Current treatments aren’t so great. In fact, 40% to 60% of people leaving rehab will relapse within a year.
That’s why one scientist, Iain McGregor, working out of the University of Sydney, decided to look at treatments for addiction in a different way.
As New Scientist states:
One of the hallmarks of addiction is a waning interest in human contact and a growing fixation on seeking vice.
A decade ago, this observation gave McGregor an idea. Would it be possible to reverse substance addiction by switching the brain back from drug-chasing mode to social mode?
If McGregor’s hunch was right, this could be a silver bullet – a universal treatment for all addictions at once.
So, how did he go about it?
Hugs not drugs
I used to go to a lot of festivals when I was younger. And there were always a good number of people dolling out “hugs not drugs”.
It sounds stupid, but those people, who, to be honest really did not come across well, may have been on to something.
The secret to curing addiction may actually lie in that annoying, mawkish phrase: hugs not drugs.
Oxytocin, also known as “the cuddle hormone”, is released during sex, childbirth and most close physical contact. It plays a major role in human bonding.
As Psychology Today states:
Oxytocin is a powerful hormone that acts as a neurotransmitter in the brain. It regulates social interaction and sexual reproduction, playing a role in behaviors from maternal-infant bonding and milk release to empathy, generosity, and orgasm.
When we hug or kiss a loved one, oxytocin levels increase; hence, oxytocin is often called “the love hormone.” In fact, the hormone plays a huge role in all pair bonding.
The hormone is greatly stimulated during sex, birth, and breastfeeding. Oxytocin is the hormone that underlies trust. It is also an antidote to depressive feelings.
McGregor decided to see what positive effects oxytocin may have on addicts. His idea was to change them from substance-seeking loners, to sociable content people.
And to cut a long story short, his oxytocin experiments proved wildly successful – in rats.
He first tried injecting oxytocin into methamphetamine addicted rats, and basically cured them.
Initially they were so addicted they would push a lever hundreds of times to get one hit. After oxytocin they almost completely stopped pressing it.
He got the same miraculous results with alcoholic, cocaine and heroin addicted rats.
When he wanted to test it out on people, the injecting route was out of the question, so he had to develop an oral treatment instead.
This treatment is called SOC-1, which stands for synthetic oxytocin-like compound. It’s basically a precursor to a full oxytocin molecule.
It was just as successful on the rats, and even worked on the old psychologist favourite, rhesus monkeys, too.
Not only that, but SOC-1 can even help prevent relapses.

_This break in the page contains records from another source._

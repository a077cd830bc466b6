use std::fmt;
use std::num::NonZero;
use std::ptr::NonNull;

use raw_alloc::{HeapAllocator, RawAllocator};

use crate::{GenPoolBuilder, Generation, Handle, RawGenPool};

/// A generational slot pool that owns its backing storage.
///
/// The pool makes exactly one allocation, at construction, through the allocator
/// it is given, and releases it exactly once, on drop. Slot payloads are
/// constructed on insert and destroyed on remove (or on pool drop for values
/// still alive at that point), independent of the backing allocation's lifetime.
///
/// Capacity is fixed and must be a power of two; the pool never grows.
///
/// # Examples
///
/// ```
/// use gen_pool::GenPool;
/// use new_zealand::nz;
///
/// let mut pool = GenPool::builder().capacity(nz!(4)).build();
///
/// let a = pool.try_append(1_u32).expect("fresh pool has free slots");
/// let b = pool.try_append(2_u32).expect("fresh pool has free slots");
///
/// assert_eq!(pool.len(), 2);
/// assert_eq!(pool.get(a), Some(&1));
///
/// pool.remove_at(b.index());
/// assert_eq!(pool.get(b), None);
/// ```
///
/// Backed by an arena:
///
/// ```
/// use bump_arena::Arena;
/// use gen_pool::GenPool;
/// use new_zealand::nz;
///
/// let arena = Arena::<1024>::new();
/// let mut pool = GenPool::builder().capacity(nz!(8)).allocator(&arena).build();
///
/// let handle = pool.try_append("in the arena").expect("fresh pool has free slots");
/// assert!(pool.is_current(handle));
/// ```
pub struct GenPool<T, A: RawAllocator = HeapAllocator> {
    raw: RawGenPool<T>,
    base: NonNull<u8>,
    alloc: A,
}

// SAFETY: The pool exclusively owns its storage and payloads; sending it sends
// the payloads and the allocator, nothing is shared.
unsafe impl<T: Send, A: RawAllocator + Send> Send for GenPool<T, A> {}

// SAFETY: Shared access only reads payloads and counters, equivalent to `&[T]`.
unsafe impl<T: Sync, A: RawAllocator + Sync> Sync for GenPool<T, A> {}

impl<T> GenPool<T, HeapAllocator> {
    /// Creates a heap-backed pool with `capacity` slots.
    ///
    /// # Panics
    ///
    /// Panics if `T` is zero-sized, `capacity` is not a power of two, or the
    /// allocation fails.
    #[must_use]
    pub fn with_capacity(capacity: NonZero<usize>) -> Self {
        Self::builder().capacity(capacity).build()
    }

    /// Starts building a [`GenPool`], for configurations beyond the defaults.
    #[must_use]
    pub fn builder() -> GenPoolBuilder<T, HeapAllocator> {
        GenPoolBuilder::new()
    }
}

impl<T, A: RawAllocator> GenPool<T, A> {
    /// Creates a pool with `capacity` slots whose storage comes from `alloc`.
    ///
    /// # Panics
    ///
    /// Panics if `T` is zero-sized, `capacity` is not a power of two, or the
    /// allocation fails.
    #[must_use]
    pub fn with_capacity_in(alloc: A, capacity: NonZero<usize>) -> Self {
        let capacity = capacity.get();
        let bytes = RawGenPool::<T>::size_for(capacity);

        let base = alloc
            .allocate(bytes, align_of::<T>())
            .unwrap_or_else(|| {
                panic!(
                    "failed to allocate {bytes} bytes of pool storage through allocator '{}'",
                    alloc.label()
                )
            });

        // SAFETY: The block was just allocated with `size_for(capacity)` bytes
        // and payload alignment, and lives until our `Drop` releases it.
        let raw = unsafe { RawGenPool::new(base, capacity) };

        Self { raw, base, alloc }
    }

    /// Total bytes of backing storage required for `capacity` slots.
    ///
    /// The figure covers the generation counter sub-array, the payload
    /// sub-array, and the alignment padding between them.
    ///
    /// # Examples
    ///
    /// ```
    /// use gen_pool::GenPool;
    ///
    /// // 8 one-byte counters padded to u64 alignment, then 8 payloads.
    /// assert_eq!(GenPool::<u64>::size_for(8), 8 + 8 * 8);
    /// ```
    #[must_use]
    pub fn size_for(capacity: usize) -> usize {
        RawGenPool::<T>::size_for(capacity)
    }

    /// The number of slots in the pool.
    #[must_use]
    pub fn capacity(&self) -> usize {
        self.raw.capacity()
    }

    /// The number of slots currently holding a value.
    #[must_use]
    #[cfg_attr(test, mutants::skip)] // Can be mutated to infinitely growing memory use.
    pub fn len(&self) -> usize {
        self.raw.len()
    }

    /// Whether no slot currently holds a value.
    #[must_use]
    pub fn is_empty(&self) -> bool {
        self.len() == 0
    }

    /// The total bytes of the pool's single backing allocation.
    #[must_use]
    pub fn bytes(&self) -> usize {
        Self::size_for(self.capacity())
    }

    /// The allocator the backing storage came from.
    #[must_use]
    pub fn allocator(&self) -> &A {
        &self.alloc
    }

    /// A handle to the slot at `index`, capturing its current generation.
    ///
    /// The slot need not be alive: a handle to a dead slot resolves to [`None`]
    /// until the slot is reused, and goes permanently stale at that point.
    ///
    /// # Panics
    ///
    /// Panics if `index` is out of range.
    #[must_use]
    pub fn handle_at(&self, index: usize) -> Handle<T> {
        self.raw.handle_at(index)
    }

    /// The value in the slot at `index`, if the slot is alive.
    ///
    /// # Panics
    ///
    /// Panics if `index` is out of range.
    #[must_use]
    pub fn value_at(&self, index: usize) -> Option<&T> {
        self.raw.value_at(index)
    }

    /// The value in the slot at `index`, mutably, if the slot is alive.
    ///
    /// # Panics
    ///
    /// Panics if `index` is out of range.
    #[must_use]
    pub fn value_at_mut(&mut self, index: usize) -> Option<&mut T> {
        self.raw.value_at_mut(index)
    }

    /// The current generation of the slot at `index`.
    ///
    /// # Panics
    ///
    /// Panics if `index` is out of range.
    #[must_use]
    pub fn generation_at(&self, index: usize) -> Generation {
        self.raw.generation_at(index)
    }

    /// Whether `handle` still matches the generation of the slot it refers to.
    ///
    /// This comparison is the entire validity check; no pointer identity is
    /// involved. A handle that was ever observed stale stays stale forever.
    #[must_use]
    pub fn is_current(&self, handle: Handle<T>) -> bool {
        self.raw.is_current(handle)
    }

    /// Resolves `handle` to its value.
    ///
    /// Returns [`None`] if the handle is stale or its slot holds no value.
    #[must_use]
    pub fn get(&self, handle: Handle<T>) -> Option<&T> {
        self.raw.get(handle)
    }

    /// Resolves `handle` to its value, mutably.
    ///
    /// Returns [`None`] if the handle is stale or its slot holds no value.
    #[must_use]
    pub fn get_mut(&mut self, handle: Handle<T>) -> Option<&mut T> {
        self.raw.get_mut(handle)
    }

    /// Constructs `value` in the slot at `index`, iff that slot is currently
    /// dead.
    ///
    /// This is the only way to reuse a slot freed by
    /// [`remove_at()`](Self::remove_at); the append cursor never comes back.
    ///
    /// # Errors
    ///
    /// Hands `value` back if the slot is alive or `index` is out of range.
    pub fn try_insert_at(&mut self, index: usize, value: T) -> Result<Handle<T>, T> {
        self.raw.try_insert_at(index, value)
    }

    /// Constructs `value` in the next slot of the append cursor.
    ///
    /// The cursor hands out slots in index order and never revisits freed
    /// slots; this pool carries no free list.
    ///
    /// # Errors
    ///
    /// Hands `value` back once the cursor has exhausted the capacity, or if the
    /// cursor's slot was occupied via [`try_insert_at()`](Self::try_insert_at).
    pub fn try_append(&mut self, value: T) -> Result<Handle<T>, T> {
        self.raw.try_append(value)
    }

    /// Destroys the value in the slot at `index`, iff the slot is alive.
    ///
    /// Advancing the slot's generation is what turns every previously captured
    /// handle for this slot permanently stale. Returns whether a value was
    /// destroyed; removing from a dead slot reports `false` (and a contract
    /// violation in debug builds, since it usually indicates a double remove).
    pub fn remove_at(&mut self, index: usize) -> bool {
        self.raw.remove_at(index)
    }
}

impl<T, A: RawAllocator> Drop for GenPool<T, A> {
    fn drop(&mut self) {
        self.raw.drop_live_payloads();

        // SAFETY: The block was allocated in `with_capacity_in()` with exactly
        // this size and alignment and is released only here.
        unsafe {
            self.alloc
                .deallocate(self.base, self.bytes(), align_of::<T>());
        }
    }
}

impl<T, A: RawAllocator> fmt::Debug for GenPool<T, A> {
    fn fmt(&self, f: &mut fmt::Formatter<'_>) -> fmt::Result {
        f.debug_struct("GenPool")
            .field("capacity", &self.capacity())
            .field("len", &self.len())
            .field("allocator", &self.alloc.label())
            .finish_non_exhaustive()
    }
}

#[cfg(test)]
mod tests {
    use std::cell::Cell;
    use std::rc::Rc;

    use new_zealand::nz;
    use static_assertions::assert_impl_all;

    use super::*;

    assert_impl_all!(GenPool<u32>: Send, Sync);

    /// Test helper that tracks how many times it has been dropped.
    struct DropTracker {
        drops: Rc<Cell<usize>>,
    }

    impl DropTracker {
        fn new(drops: &Rc<Cell<usize>>) -> Self {
            Self {
                drops: Rc::clone(drops),
            }
        }
    }

    impl Drop for DropTracker {
        fn drop(&mut self) {
            self.drops.set(self.drops.get() + 1);
        }
    }

    #[test]
    fn handle_goes_stale_on_removal_and_stays_stale() {
        let mut pool = GenPool::with_capacity(nz!(4));

        let h = pool.try_append(100_u32).expect("fresh pool has free slots");
        assert!(pool.is_current(h));
        assert_eq!(pool.get(h), Some(&100));

        assert!(pool.remove_at(0));
        assert!(!pool.is_current(h));
        assert_eq!(pool.get(h), None);

        // Reusing the slot produces a fresh handle; the old one stays stale
        // forever even though the indices are equal.
        let h2 = pool.try_insert_at(0, 200_u32).expect("slot 0 was freed");
        assert_eq!(h.index(), h2.index());
        assert!(pool.is_current(h2));
        assert_eq!(pool.get(h2), Some(&200));
        assert!(!pool.is_current(h));
        assert_eq!(pool.get(h), None);
    }

    #[test]
    fn append_walks_slots_in_order_until_exhausted() {
        let mut pool = GenPool::with_capacity(nz!(4));

        for v in 0..4_u32 {
            let handle = pool.try_append(v).expect("pool has free slots");
            assert_eq!(handle.index(), v as usize);
        }

        assert_eq!(pool.try_append(99), Err(99));
        assert_eq!(pool.len(), 4);
    }

    #[test]
    fn append_does_not_reuse_freed_slots() {
        let mut pool = GenPool::with_capacity(nz!(2));

        pool.try_append(1_u32).expect("pool has free slots");
        assert!(pool.remove_at(0));

        // Slot 0 is free, but the cursor is past it.
        let handle = pool.try_append(2).expect("slot 1 is still unused");
        assert_eq!(handle.index(), 1);
        assert_eq!(pool.try_append(3), Err(3));

        // Explicit reuse is the only way back into slot 0.
        let reused = pool.try_insert_at(0, 4).expect("slot 0 was freed");
        assert_eq!(reused.index(), 0);
    }

    #[test]
    fn insert_into_alive_slot_is_rejected() {
        let mut pool = GenPool::with_capacity(nz!(2));
        pool.try_append("first".to_string()).expect("pool has free slots");

        let rejected = pool.try_insert_at(0, "second".to_string());
        assert_eq!(rejected, Err("second".to_string()));
        assert_eq!(pool.value_at(0), Some(&"first".to_string()));
    }

    #[test]
    fn double_remove_reports_false() {
        let mut pool = GenPool::with_capacity(nz!(2));
        pool.try_append(1_u32).expect("pool has free slots");

        assert!(pool.remove_at(0));
        assert!(!pool.remove_at(0));
    }

    #[test]
    fn remove_drops_the_payload_exactly_once() {
        let drops = Rc::new(Cell::new(0));
        let mut pool = GenPool::with_capacity(nz!(4));

        pool.try_append(DropTracker::new(&drops))
            .ok()
            .expect("pool has free slots");
        assert_eq!(drops.get(), 0);

        assert!(pool.remove_at(0));
        assert_eq!(drops.get(), 1);

        drop(pool);
        assert_eq!(drops.get(), 1);
    }

    #[test]
    fn dropping_the_pool_drops_live_payloads() {
        let drops = Rc::new(Cell::new(0));

        {
            let mut pool = GenPool::with_capacity(nz!(4));
            for _ in 0..3 {
                pool.try_append(DropTracker::new(&drops))
                    .ok()
                    .expect("pool has free slots");
            }
        }

        assert_eq!(drops.get(), 3);
    }

    #[test]
    fn handle_to_dead_slot_resolves_to_none() {
        let pool = GenPool::<u32>::with_capacity(nz!(2));

        let handle = pool.handle_at(1);
        assert!(pool.is_current(handle));
        assert_eq!(pool.get(handle), None);
        assert_eq!(pool.value_at(1), None);
    }

    #[test]
    fn get_mut_allows_in_place_mutation() {
        let mut pool = GenPool::with_capacity(nz!(2));
        let handle = pool.try_append(10_u32).expect("pool has free slots");

        *pool.get_mut(handle).expect("handle is current") += 5;
        assert_eq!(pool.get(handle), Some(&15));
    }

    #[test]
    fn size_for_covers_counters_padding_and_payloads() {
        // 4 counters padded to 8-byte alignment, then 4 u64 payloads.
        assert_eq!(GenPool::<u64>::size_for(4), 8 + 4 * 8);
        // u8 payloads need no padding.
        assert_eq!(GenPool::<u8>::size_for(4), 4 + 4);
    }

    #[test]
    fn arena_backed_pool_releases_storage_as_a_no_op() {
        let arena = bump_arena::Arena::<256>::new();

        {
            let mut pool = GenPool::builder().capacity(nz!(8)).allocator(&arena).build();
            pool.try_append(7_u64).expect("pool has free slots");
            assert_eq!(arena.allocated_bytes(), GenPool::<u64>::size_for(8));
        }

        // Arena deallocation is a no-op; the cursor is untouched.
        assert_eq!(arena.allocated_bytes(), GenPool::<u64>::size_for(8));
    }

    #[test]
    #[should_panic(expected = "power of two")]
    fn non_power_of_two_capacity_is_rejected() {
        drop(GenPool::<u32>::with_capacity(nz!(3)));
    }

    #[test]
    #[should_panic(expected = "out of range")]
    fn handle_at_out_of_range_panics() {
        let pool = GenPool::<u32>::with_capacity(nz!(2));
        drop(pool.handle_at(2));
    }

    #[test]
    #[should_panic(expected = "failed to allocate")]
    fn null_allocator_cannot_back_a_pool() {
        drop(GenPool::<u32>::builder()
            .capacity(nz!(2))
            .allocator(raw_alloc::NullAllocator::new())
            .build());
    }

    #[test]
    fn out_of_range_operations_fail_softly() {
        let mut pool = GenPool::with_capacity(nz!(2));

        assert_eq!(pool.try_insert_at(5, 1_u32), Err(1));
        assert!(!pool.remove_at(5));
    }
}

In one experiment meth addicted rats were weened off meth and then later given a very small amount of meth to make them relapse. They went back to pushing the lever that used to give them a hit frantically. Hitting it 120 times over two hours.
The meth rats that that were previously treated with SOC-1 barely touched the lever.
McGregor says lasting effects are due to the “state of change” oxytocin brings about.
“For example, in child birth, mothers don’t want to be in love with their babies for just a few minutes. The initial oxytocin surge needs to have an enduring effect,” he says.
In another test, he says alcoholic rats treated with a single dose of SOC-1 halved their consumption of raspberry flavoured vodka (why he chose to get rats hooked on raspberry flavoured vodka specifically is anyone’s guess) over the full six-week experiment.
And SOC-1 may even be useful on other types of addiction, like gambling. And in social anxiety disorders.
McGregor’s colleague, Michael Bowen, sums up the prospects for SOC-1 well: “For millions of people who are really struggling with these disorders, I hold great hope that SOC-1 will provide the breakthrough they are waiting for.”
Will the cuddle hormone be a silver bullet for addiction and social anxiety? The results so far look very promising.
In the meantime, other countries could probably take a leaf out of Portugal’s book.